:: Your instructions ::
Pull every line containing the word "impl" from the records.

:: Input for this task ::
Start of Block

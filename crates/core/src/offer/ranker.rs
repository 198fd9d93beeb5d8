//! Filtering and ordering of offers for display.

use tracing::debug;

use super::{Offer, RankCriteria, SortKey};

/// Filter and sort offers according to `criteria`.
///
/// Filters intersect: `direct_only` keeps direct offers, `max_stops` keeps
/// offers with at most that many stops. The sort is stable and ascending;
/// ties keep their incoming order and `sort: None` keeps the input order.
/// The input slice is left untouched.
pub fn rank(offers: &[Offer], criteria: &RankCriteria) -> Vec<Offer> {
    let mut ranked: Vec<Offer> = offers
        .iter()
        .filter(|offer| !criteria.direct_only || offer.is_direct())
        .filter(|offer| criteria.max_stops.is_none_or(|max| offer.stops <= max))
        .cloned()
        .collect();

    match criteria.sort {
        Some(SortKey::Price) => ranked.sort_by_key(|offer| offer.price),
        Some(SortKey::Duration) => ranked.sort_by_key(|offer| offer.duration_minutes),
        Some(SortKey::Departure) => ranked.sort_by_key(|offer| offer.departure),
        None => {}
    }

    debug!(
        input = offers.len(),
        output = ranked.len(),
        sort = criteria.sort.map(|k| k.as_str()).unwrap_or("none"),
        direct_only = criteria.direct_only,
        max_stops = ?criteria.max_stops,
        "Ranked offers"
    );

    ranked
}

/// Offers of one provider, in ranked order.
#[derive(Debug, Clone, PartialEq, Eq)]
pub struct ProviderGroup {
    pub provider_id: String,
    pub offers: Vec<Offer>,
}

/// Group ranked offers by provider.
///
/// Groups appear in the order their provider first shows up in `offers`;
/// within a group the ranked order is preserved.
pub fn group_by_provider(offers: &[Offer]) -> Vec<ProviderGroup> {
    let mut groups: Vec<ProviderGroup> = Vec::new();

    for offer in offers {
        match groups
            .iter_mut()
            .find(|group| group.provider_id == offer.provider_id)
        {
            Some(group) => group.offers.push(offer.clone()),
            None => groups.push(ProviderGroup {
                provider_id: offer.provider_id.clone(),
                offers: vec![offer.clone()],
            }),
        }
    }

    groups
}
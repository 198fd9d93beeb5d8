use chrono::{DateTime, Utc};
use serde::{Deserialize, Serialize};

use crate::offer::Mode;

/// A ticket seller whose offers are shown in search results.
#[derive(Debug, Clone, Serialize, Deserialize, PartialEq, Eq)]
pub struct Provider {
    /// Stable identifier, referenced by offers.
    pub id: String,
    /// Display name.
    pub name: String,
    /// Transport mode this provider sells.
    pub mode: Mode,
    /// Logo image URL.
    #[serde(default, skip_serializing_if = "Option::is_none")]
    pub logo_url: Option<String>,
    /// Provider home page.
    #[serde(default, skip_serializing_if = "Option::is_none")]
    pub website_url: Option<String>,
    /// Inactive providers are kept but excluded from searches.
    pub active: bool,
    pub created_at: DateTime<Utc>,
}

/// Data needed to register a provider.
#[derive(Debug, Clone, Serialize, Deserialize, PartialEq, Eq)]
pub struct NewProvider {
    pub id: String,
    pub name: String,
    pub mode: Mode,
    #[serde(default)]
    pub logo_url: Option<String>,
    #[serde(default)]
    pub website_url: Option<String>,
    #[serde(default = "default_active")]
    pub active: bool,
}

fn default_active() -> bool {
    true
}

impl NewProvider {
    pub fn new(id: impl Into<String>, name: impl Into<String>, mode: Mode) -> Self {
        Self {
            id: id.into(),
            name: name.into(),
            mode,
            logo_url: None,
            website_url: None,
            active: true,
        }
    }

    pub fn with_logo(mut self, url: impl Into<String>) -> Self {
        self.logo_url = Some(url.into());
        self
    }

    pub fn inactive(mut self) -> Self {
        self.active = false;
        self
    }
}

/// Filter for listing providers.
#[derive(Debug, Clone, Default)]
pub struct ProviderFilter {
    /// Only providers of this mode.
    pub mode: Option<Mode>,
    /// Skip inactive providers.
    pub active_only: bool,
}

impl ProviderFilter {
    /// Active providers of any mode.
    pub fn active() -> Self {
        Self {
            mode: None,
            active_only: true,
        }
    }

    pub fn with_mode(mut self, mode: Mode) -> Self {
        self.mode = Some(mode);
        self
    }
}
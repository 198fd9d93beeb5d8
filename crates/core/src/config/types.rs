use serde::{Deserialize, Serialize};
use std::net::IpAddr;
use std::path::PathBuf;

use crate::offer::{Mode, SynthesisPolicy};
use crate::provider::NewProvider;

/// Root configuration
#[derive(Debug, Clone, Deserialize, Serialize)]
pub struct Config {
    #[serde(default)]
    pub server: ServerConfig,
    #[serde(default)]
    pub database: DatabaseConfig,
    #[serde(default)]
    pub search: SearchConfig,
    /// Providers registered on first start (ignored once the table has rows).
    #[serde(default = "default_providers")]
    pub providers: Vec<NewProvider>,
}

impl Default for Config {
    fn default() -> Self {
        Self {
            server: ServerConfig::default(),
            database: DatabaseConfig::default(),
            search: SearchConfig::default(),
            providers: default_providers(),
        }
    }
}

/// Server configuration
#[derive(Debug, Clone, Deserialize, Serialize)]
pub struct ServerConfig {
    #[serde(default = "default_host")]
    pub host: IpAddr,
    #[serde(default = "default_port")]
    pub port: u16,
}

impl Default for ServerConfig {
    fn default() -> Self {
        Self {
            host: default_host(),
            port: default_port(),
        }
    }
}

fn default_host() -> IpAddr {
    IpAddr::from([0, 0, 0, 0])
}

fn default_port() -> u16 {
    8080
}

/// Database configuration
#[derive(Debug, Clone, Deserialize, Serialize)]
pub struct DatabaseConfig {
    #[serde(default = "default_db_path")]
    pub path: PathBuf,
}

impl Default for DatabaseConfig {
    fn default() -> Self {
        Self {
            path: default_db_path(),
        }
    }
}

fn default_db_path() -> PathBuf {
    PathBuf::from("travelpair.db")
}

/// Search behavior
#[derive(Debug, Clone, Default, Deserialize, Serialize)]
pub struct SearchConfig {
    /// Delay before search results are returned, in milliseconds.
    #[serde(default)]
    pub result_delay_ms: u64,
    /// Seed for offer synthesis. Unset means a fresh OS seed per start.
    #[serde(default, skip_serializing_if = "Option::is_none")]
    pub seed: Option<u64>,
    /// Mock generator constants.
    #[serde(default)]
    pub synthesis: SynthesisPolicy,
}

fn default_providers() -> Vec<NewProvider> {
    vec![
        NewProvider::new("makemytrip-flights", "MakeMyTrip", Mode::Flight),
        NewProvider::new("goibibo", "Goibibo", Mode::Flight),
        NewProvider::new("cleartrip", "Cleartrip", Mode::Flight),
        NewProvider::new("skyscanner", "Skyscanner", Mode::Flight),
        NewProvider::new("irctc", "IRCTC", Mode::Train),
        NewProvider::new("trainline", "Trainline", Mode::Train),
        NewProvider::new("raileurope", "Rail Europe", Mode::Train),
    ]
}
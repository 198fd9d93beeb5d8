use figment::{
    providers::{Env, Format, Toml},
    Figment,
};
use std::path::Path;

use super::{types::Config, ConfigError};

/// Prefix of environment variables overriding file values.
///
/// Nested keys are separated by a double underscore, e.g.
/// `TRAVELPAIR_SERVER__PORT=9000` or `TRAVELPAIR_SEARCH__RESULT_DELAY_MS=0`.
pub const ENV_PREFIX: &str = "TRAVELPAIR_";

/// Load configuration from file with environment variable overrides
pub fn load_config(path: &Path) -> Result<Config, ConfigError> {
    if !path.exists() {
        return Err(ConfigError::FileNotFound(path.display().to_string()));
    }

    let config: Config = Figment::new()
        .merge(Toml::file(path))
        .merge(Env::prefixed(ENV_PREFIX).split("__"))
        .extract()
        .map_err(|e| ConfigError::ParseError(e.to_string()))?;

    Ok(config)
}

/// Load configuration from TOML string (useful for testing)
pub fn load_config_from_str(toml_str: &str) -> Result<Config, ConfigError> {
    toml::from_str(toml_str).map_err(|e| ConfigError::ParseError(e.to_string()))
}
use axum::{extract::State, http::header, response::IntoResponse, Json};
use serde::Serialize;
use std::sync::Arc;
use travelpair_core::Config;

use crate::metrics::{collect_dynamic_metrics, encode_metrics};
use crate::state::AppState;

#[derive(Serialize)]
pub struct HealthResponse {
    pub status: String,
}

pub async fn health() -> Json<HealthResponse> {
    Json(HealthResponse {
        status: "ok".to_string(),
    })
}

pub async fn get_config(State(state): State<Arc<AppState>>) -> Json<Config> {
    Json(state.config().clone())
}

/// Prometheus scrape endpoint.
pub async fn metrics(State(state): State<Arc<AppState>>) -> impl IntoResponse {
    collect_dynamic_metrics(&state);
    (
        [(header::CONTENT_TYPE, "text/plain; version=0.0.4")],
        encode_metrics(),
    )
}
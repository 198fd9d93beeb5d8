//! Prometheus metrics for core components.
//!
//! This module provides metrics for:
//! - Searches recorded, by mode and outcome
//! - Offers synthesized per search
//! - Offer ranking requests

use once_cell::sync::Lazy;
use prometheus::{HistogramOpts, HistogramVec, IntCounterVec, Opts};

// =============================================================================
// Search Metrics
// =============================================================================

/// Searches handled, by mode and result.
pub static SEARCHES_TOTAL: Lazy<IntCounterVec> = Lazy::new(|| {
    IntCounterVec::new(
        Opts::new("travelpair_searches_total", "Total searches handled"),
        &["mode", "result"], // result: "ok", "invalid", "error"
    )
    .unwrap()
});

/// Offers synthesized per search.
pub static OFFERS_PER_SEARCH: Lazy<HistogramVec> = Lazy::new(|| {
    HistogramVec::new(
        HistogramOpts::new(
            "travelpair_offers_per_search",
            "Number of offers synthesized per search",
        )
        .buckets(vec![0.0, 2.0, 4.0, 8.0, 16.0, 32.0, 64.0]),
        &["mode"],
    )
    .unwrap()
});

/// Providers queried per search.
pub static PROVIDERS_PER_SEARCH: Lazy<HistogramVec> = Lazy::new(|| {
    HistogramVec::new(
        HistogramOpts::new(
            "travelpair_providers_per_search",
            "Number of active providers used per search",
        )
        .buckets(vec![0.0, 1.0, 2.0, 4.0, 8.0, 16.0]),
        &["mode"],
    )
    .unwrap()
});

// =============================================================================
// Ranking Metrics
// =============================================================================

/// Ranking requests by sort key.
pub static RANK_REQUESTS: Lazy<IntCounterVec> = Lazy::new(|| {
    IntCounterVec::new(
        Opts::new(
            "travelpair_rank_requests_total",
            "Total offer ranking requests",
        ),
        &["sort"], // "price", "duration", "departure", "none"
    )
    .unwrap()
});

// =============================================================================
// Helper functions
// =============================================================================

/// Get all core metrics for registration in a registry.
pub fn all_metrics() -> Vec<Box<dyn prometheus::core::Collector>> {
    vec![
        Box::new(SEARCHES_TOTAL.clone()),
        Box::new(OFFERS_PER_SEARCH.clone()),
        Box::new(PROVIDERS_PER_SEARCH.clone()),
        Box::new(RANK_REQUESTS.clone()),
    ]
}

End of Block

:: Answer to this exercise ::
impl NewProvider {
    pub fn new(id: impl Into<String>, name: impl Into<String>, mode: Mode) -> Self {
    pub fn with_logo(mut self, url: impl Into<String>) -> Self {
impl ProviderFilter {
impl Default for Config {
impl Default for ServerConfig {
impl Default for DatabaseConfig {
pub async fn metrics(State(state): State<Arc<AppState>>) -> impl IntoResponse {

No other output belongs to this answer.